Authentication vs. authorization showed me the industry conflates two different problems. Proving identity at the boundary (login) and proving human presence at the moment of action are structurally different challenges. Okta solves one. The other is wide open.
Reactive fraud detection showed me the cost math. The entire fraud industry analyzes transactions after they happen. Prevention at the point of action is one synchronous API call. Recovery after the fact costs five to six figures when it works at all. For crypto, it doesn’t work at all.

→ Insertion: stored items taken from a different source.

use tokio::sync::broadcast;
use tracing::{debug, warn};
use uuid::Uuid;

use crate::infra::cache::ViewCache;

/// A rendered route whose cached output is stale after a mutation.
#[derive(Debug, Clone, PartialEq, Eq)]
pub enum Invalidation {
    Post(Uuid),
    Feed,
}

impl Invalidation {
    pub fn path(&self) -> String {
        match self {
            Self::Post(id) => format!("/post/{}", id),
            Self::Feed => "/".to_string(),
        }
    }
}

#[derive(Clone)]
pub struct InvalidationBus {
    sender: broadcast::Sender<Invalidation>,
}

impl InvalidationBus {
    pub fn new(capacity: usize) -> Self {
        let (sender, _) = broadcast::channel(capacity);
        Self { sender }
    }

    pub fn publish(&self, event: Invalidation) {
        let path = event.path();
        if self.sender.send(event).is_err() {
            debug!(path = %path, "no invalidation subscribers");
        }
    }

    pub fn subscribe(&self) -> broadcast::Receiver<Invalidation> {
        self.sender.subscribe()
    }
}

/// Evicts cached views as invalidation events arrive. Runs until every
/// publisher is dropped.
pub async fn run_consumer(mut events: broadcast::Receiver<Invalidation>, views: ViewCache) {
    loop {
        match events.recv().await {
            Ok(event) => views.evict(&event.path()).await,
            Err(broadcast::error::RecvError::Lagged(skipped)) => {
                // Missed events leave entries to expire via TTL.
                warn!(skipped, "invalidation consumer lagged");
            }
            Err(broadcast::error::RecvError::Closed) => break,
        }
    }
}

#[cfg(test)]
mod tests {
    use super::*;

    #[test]
    fn paths_follow_the_routes() {
        let id = Uuid::nil();
        assert_eq!(
            Invalidation::Post(id).path(),
            "/post/00000000-0000-0000-0000-000000000000"
        );
        assert_eq!(Invalidation::Feed.path(), "/");
    }

    #[tokio::test]
    async fn subscribers_see_published_events() {
        let bus = InvalidationBus::new(8);
        let mut rx = bus.subscribe();
        let id = Uuid::new_v4();

        bus.publish(Invalidation::Post(id));
        bus.publish(Invalidation::Feed);

        assert_eq!(rx.recv().await.unwrap(), Invalidation::Post(id));
        assert_eq!(rx.recv().await.unwrap(), Invalidation::Feed);
    }

    #[test]
    fn publishing_without_subscribers_is_harmless() {
        InvalidationBus::new(1).publish(Invalidation::Feed);
    }
}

NASA reliability engineering showed me this isn’t a new problem. You verify at the point of maximum consequence, not at the point of minimum risk. A $12 resistor going into a satellite gets more verification at installation than a $50,000 wire transfer gets at execution. That’s not a technology gap. It’s a priorities gap.
The verification pipeline showed me that building the solution is the easy part. Making it fast enough and invisible enough that nobody resists adding it — that’s the actual engineering challenge.
The numbers that made me build this
- $14B — Crypto stolen in hacks and fraud (2023-2025)
- 0% — Crypto transactions that are reversible
- **** — Cost of one Lorica verification
- <2s — Time to verify the human
Fourteen billion dollars in crypto losses over two years. Zero reversibility. And the gap that enabled most of it can be filled with a single API call that costs a nickel and takes less time than reading this sentence.
What Lorica is
Three endpoints. Enroll a face. Verify the human before an action. Validate the proof independently.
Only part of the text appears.